Task instructions:
Search the data below for the string "Italian" and copy all lines where it shows up.
*** Opening of Exercise inputs ***
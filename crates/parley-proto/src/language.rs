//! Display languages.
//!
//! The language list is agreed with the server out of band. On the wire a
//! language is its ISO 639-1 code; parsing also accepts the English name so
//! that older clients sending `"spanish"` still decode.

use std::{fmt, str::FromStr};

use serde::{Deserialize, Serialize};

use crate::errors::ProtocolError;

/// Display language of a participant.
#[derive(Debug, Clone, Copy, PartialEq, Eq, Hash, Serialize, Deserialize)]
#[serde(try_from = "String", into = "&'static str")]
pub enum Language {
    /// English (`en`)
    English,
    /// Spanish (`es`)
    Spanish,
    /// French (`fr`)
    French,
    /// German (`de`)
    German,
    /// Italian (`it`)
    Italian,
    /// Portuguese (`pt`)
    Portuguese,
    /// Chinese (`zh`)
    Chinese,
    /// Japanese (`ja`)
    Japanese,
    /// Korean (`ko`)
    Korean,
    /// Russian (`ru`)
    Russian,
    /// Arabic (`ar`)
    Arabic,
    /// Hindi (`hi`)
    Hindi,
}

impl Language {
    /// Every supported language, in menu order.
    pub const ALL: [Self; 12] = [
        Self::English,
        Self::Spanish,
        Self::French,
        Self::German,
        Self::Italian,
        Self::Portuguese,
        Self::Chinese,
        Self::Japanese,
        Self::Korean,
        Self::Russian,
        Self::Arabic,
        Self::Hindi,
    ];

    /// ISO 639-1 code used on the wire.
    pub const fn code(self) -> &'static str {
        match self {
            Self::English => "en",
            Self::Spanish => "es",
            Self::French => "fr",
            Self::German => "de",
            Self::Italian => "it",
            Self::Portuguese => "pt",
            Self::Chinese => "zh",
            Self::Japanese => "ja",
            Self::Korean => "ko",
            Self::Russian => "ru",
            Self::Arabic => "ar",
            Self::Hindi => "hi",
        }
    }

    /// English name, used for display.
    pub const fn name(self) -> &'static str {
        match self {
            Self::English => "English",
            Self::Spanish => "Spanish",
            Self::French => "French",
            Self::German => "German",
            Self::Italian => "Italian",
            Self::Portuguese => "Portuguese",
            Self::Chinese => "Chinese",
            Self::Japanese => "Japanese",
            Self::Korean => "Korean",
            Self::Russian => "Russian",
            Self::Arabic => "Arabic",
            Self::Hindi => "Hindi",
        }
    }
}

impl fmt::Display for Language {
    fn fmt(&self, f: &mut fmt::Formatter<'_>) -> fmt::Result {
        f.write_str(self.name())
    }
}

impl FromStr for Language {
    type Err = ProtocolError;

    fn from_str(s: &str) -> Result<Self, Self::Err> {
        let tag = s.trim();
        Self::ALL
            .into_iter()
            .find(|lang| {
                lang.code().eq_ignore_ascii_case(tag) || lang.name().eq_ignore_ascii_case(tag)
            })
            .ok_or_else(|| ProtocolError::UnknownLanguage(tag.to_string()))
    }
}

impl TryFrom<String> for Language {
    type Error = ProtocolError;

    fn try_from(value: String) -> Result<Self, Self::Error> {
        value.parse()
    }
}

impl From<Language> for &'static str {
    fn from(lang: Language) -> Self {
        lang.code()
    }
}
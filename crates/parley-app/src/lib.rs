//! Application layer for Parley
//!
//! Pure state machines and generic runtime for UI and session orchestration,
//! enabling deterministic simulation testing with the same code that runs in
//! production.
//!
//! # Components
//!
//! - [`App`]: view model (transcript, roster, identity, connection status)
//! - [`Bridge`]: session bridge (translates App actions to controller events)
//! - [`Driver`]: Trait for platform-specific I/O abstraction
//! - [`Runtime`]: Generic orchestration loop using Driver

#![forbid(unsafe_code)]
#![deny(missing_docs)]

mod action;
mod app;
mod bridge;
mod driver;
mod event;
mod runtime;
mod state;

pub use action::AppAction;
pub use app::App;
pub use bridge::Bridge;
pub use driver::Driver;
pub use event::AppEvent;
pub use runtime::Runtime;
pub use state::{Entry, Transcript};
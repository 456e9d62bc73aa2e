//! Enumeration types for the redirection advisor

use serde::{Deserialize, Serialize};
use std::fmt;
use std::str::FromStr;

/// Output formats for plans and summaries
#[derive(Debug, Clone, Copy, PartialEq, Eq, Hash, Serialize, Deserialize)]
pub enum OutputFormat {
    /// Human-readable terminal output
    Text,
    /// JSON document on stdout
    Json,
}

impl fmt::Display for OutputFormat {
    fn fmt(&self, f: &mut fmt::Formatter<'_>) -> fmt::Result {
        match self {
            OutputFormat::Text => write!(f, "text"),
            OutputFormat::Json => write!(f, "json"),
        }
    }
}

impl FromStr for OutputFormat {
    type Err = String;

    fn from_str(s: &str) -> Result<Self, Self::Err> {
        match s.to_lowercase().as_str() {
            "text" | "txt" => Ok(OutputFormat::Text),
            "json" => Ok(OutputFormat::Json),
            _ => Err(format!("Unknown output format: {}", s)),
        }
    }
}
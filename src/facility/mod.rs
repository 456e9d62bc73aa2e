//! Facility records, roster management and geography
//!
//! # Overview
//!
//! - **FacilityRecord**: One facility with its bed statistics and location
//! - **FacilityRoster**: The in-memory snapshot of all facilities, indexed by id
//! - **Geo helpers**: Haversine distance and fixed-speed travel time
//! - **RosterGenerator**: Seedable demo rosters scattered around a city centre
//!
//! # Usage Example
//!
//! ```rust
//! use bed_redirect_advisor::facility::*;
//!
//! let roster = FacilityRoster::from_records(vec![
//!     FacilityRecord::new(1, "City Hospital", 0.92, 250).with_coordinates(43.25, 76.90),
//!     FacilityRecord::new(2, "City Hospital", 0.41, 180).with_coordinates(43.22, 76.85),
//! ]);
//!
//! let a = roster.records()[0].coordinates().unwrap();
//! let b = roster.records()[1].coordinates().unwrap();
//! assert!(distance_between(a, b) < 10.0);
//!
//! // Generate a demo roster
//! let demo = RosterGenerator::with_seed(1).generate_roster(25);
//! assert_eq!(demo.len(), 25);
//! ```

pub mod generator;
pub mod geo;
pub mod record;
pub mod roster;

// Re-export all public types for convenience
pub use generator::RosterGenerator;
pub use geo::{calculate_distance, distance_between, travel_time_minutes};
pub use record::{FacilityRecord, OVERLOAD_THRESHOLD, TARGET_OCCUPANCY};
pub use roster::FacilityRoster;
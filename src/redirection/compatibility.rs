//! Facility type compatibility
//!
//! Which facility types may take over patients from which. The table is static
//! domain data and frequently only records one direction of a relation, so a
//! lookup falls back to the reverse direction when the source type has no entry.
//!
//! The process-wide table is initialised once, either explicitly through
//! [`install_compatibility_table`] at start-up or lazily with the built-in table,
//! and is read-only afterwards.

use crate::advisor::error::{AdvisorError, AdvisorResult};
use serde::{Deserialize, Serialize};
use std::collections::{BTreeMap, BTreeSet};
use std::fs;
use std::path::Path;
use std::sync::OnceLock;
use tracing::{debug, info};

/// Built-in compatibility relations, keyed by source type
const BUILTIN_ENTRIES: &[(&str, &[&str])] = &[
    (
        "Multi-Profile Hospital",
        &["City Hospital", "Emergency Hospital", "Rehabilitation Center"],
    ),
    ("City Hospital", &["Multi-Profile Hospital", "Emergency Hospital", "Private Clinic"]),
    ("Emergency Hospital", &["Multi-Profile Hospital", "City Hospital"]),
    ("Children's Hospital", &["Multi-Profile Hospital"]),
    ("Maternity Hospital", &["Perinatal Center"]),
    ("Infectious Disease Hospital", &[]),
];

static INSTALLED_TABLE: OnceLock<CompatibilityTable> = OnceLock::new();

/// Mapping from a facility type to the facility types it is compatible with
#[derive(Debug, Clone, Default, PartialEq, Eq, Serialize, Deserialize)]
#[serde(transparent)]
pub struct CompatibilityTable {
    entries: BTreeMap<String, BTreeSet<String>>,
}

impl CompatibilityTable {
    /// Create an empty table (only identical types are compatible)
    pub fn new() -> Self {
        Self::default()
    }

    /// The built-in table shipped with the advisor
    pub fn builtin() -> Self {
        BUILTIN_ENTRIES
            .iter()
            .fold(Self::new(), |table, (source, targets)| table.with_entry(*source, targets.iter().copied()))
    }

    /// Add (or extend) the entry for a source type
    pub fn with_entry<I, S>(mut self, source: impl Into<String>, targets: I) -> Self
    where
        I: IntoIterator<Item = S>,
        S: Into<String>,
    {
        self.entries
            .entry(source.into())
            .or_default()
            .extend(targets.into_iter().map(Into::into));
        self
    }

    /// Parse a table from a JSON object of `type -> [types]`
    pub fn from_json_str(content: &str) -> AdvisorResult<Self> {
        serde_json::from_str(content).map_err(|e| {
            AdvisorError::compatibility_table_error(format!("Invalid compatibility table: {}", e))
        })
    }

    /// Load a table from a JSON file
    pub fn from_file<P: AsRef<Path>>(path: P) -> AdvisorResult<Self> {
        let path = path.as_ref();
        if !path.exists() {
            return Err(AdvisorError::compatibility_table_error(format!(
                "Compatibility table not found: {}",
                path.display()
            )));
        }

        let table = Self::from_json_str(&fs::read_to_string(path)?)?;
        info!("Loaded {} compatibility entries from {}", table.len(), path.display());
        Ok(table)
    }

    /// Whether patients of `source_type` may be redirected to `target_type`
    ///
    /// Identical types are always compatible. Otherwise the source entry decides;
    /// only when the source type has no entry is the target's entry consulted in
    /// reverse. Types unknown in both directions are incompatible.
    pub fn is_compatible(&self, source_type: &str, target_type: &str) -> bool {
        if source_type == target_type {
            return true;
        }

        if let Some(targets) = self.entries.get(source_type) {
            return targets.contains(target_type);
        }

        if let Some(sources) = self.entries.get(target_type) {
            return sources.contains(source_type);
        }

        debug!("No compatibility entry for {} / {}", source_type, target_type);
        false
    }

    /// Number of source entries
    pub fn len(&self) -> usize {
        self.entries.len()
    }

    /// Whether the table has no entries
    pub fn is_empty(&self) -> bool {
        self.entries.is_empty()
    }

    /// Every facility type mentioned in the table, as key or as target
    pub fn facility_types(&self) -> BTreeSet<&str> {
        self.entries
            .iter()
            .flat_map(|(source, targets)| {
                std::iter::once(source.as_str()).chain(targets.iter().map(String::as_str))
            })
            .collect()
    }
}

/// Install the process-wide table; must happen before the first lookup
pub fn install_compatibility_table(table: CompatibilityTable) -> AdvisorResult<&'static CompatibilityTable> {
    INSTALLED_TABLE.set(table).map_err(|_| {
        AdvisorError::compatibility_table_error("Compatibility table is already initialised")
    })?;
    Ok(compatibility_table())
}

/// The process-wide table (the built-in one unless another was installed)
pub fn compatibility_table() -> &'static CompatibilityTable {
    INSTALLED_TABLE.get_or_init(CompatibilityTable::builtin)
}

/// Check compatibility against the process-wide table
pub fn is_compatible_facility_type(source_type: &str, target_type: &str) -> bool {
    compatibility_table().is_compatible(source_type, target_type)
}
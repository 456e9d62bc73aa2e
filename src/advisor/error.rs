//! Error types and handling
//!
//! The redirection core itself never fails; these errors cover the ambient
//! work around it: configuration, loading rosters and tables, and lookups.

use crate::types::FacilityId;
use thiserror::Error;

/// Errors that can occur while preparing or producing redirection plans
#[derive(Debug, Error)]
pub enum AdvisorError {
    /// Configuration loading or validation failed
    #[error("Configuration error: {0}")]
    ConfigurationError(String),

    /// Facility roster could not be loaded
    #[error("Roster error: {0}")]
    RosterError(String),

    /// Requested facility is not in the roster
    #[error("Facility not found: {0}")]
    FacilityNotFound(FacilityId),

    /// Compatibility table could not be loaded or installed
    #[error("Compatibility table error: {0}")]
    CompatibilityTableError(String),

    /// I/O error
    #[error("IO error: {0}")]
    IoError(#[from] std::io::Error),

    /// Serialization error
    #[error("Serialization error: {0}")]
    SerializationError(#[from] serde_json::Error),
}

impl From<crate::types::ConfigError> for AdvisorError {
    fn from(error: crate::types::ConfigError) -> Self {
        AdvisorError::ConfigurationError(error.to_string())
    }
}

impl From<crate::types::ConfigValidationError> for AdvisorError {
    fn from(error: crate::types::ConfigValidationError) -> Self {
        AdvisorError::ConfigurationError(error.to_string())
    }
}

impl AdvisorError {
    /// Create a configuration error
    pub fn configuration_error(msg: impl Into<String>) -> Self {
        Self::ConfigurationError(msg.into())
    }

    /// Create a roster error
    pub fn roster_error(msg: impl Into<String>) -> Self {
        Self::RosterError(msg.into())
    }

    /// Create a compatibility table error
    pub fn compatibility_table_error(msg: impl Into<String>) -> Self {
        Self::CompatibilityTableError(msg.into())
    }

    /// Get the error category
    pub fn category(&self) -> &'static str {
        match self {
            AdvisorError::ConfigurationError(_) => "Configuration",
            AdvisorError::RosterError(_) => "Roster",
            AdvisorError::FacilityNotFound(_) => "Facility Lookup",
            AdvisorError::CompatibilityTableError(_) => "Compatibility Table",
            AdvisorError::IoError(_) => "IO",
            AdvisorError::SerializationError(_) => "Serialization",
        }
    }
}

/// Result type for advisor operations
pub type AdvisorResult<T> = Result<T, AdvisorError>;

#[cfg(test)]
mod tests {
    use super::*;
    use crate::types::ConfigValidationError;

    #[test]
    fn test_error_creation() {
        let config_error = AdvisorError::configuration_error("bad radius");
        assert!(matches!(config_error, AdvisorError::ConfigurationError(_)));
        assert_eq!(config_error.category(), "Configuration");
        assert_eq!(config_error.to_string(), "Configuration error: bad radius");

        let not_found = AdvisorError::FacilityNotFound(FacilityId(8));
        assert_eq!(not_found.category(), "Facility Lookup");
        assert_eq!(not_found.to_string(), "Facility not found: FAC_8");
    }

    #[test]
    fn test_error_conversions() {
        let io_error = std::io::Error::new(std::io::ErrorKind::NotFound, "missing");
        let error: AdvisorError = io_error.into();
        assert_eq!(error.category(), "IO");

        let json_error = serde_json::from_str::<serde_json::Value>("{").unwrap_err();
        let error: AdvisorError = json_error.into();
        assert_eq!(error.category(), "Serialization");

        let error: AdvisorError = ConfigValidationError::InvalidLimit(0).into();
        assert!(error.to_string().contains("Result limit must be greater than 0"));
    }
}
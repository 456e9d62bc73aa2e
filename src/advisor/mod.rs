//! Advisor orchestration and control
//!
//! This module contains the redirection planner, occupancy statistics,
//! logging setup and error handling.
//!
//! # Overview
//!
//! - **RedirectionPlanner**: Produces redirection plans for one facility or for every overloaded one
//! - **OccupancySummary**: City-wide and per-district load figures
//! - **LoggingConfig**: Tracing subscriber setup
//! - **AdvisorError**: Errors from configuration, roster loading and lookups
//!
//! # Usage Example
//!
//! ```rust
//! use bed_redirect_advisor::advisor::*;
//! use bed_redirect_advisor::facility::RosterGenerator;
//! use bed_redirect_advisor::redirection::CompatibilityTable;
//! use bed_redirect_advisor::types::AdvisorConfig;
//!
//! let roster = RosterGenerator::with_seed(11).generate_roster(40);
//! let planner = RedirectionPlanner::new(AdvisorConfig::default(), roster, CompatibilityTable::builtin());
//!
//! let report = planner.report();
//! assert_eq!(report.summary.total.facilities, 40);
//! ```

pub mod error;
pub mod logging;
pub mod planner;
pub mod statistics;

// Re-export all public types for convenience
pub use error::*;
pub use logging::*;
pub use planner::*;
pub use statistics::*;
*** Close of Exercise inputs ***
Answer area:
    /// Italian (`it`)
    Italian,
        Self::Italian,
            Self::Italian => "it",
            Self::Italian => "Italian",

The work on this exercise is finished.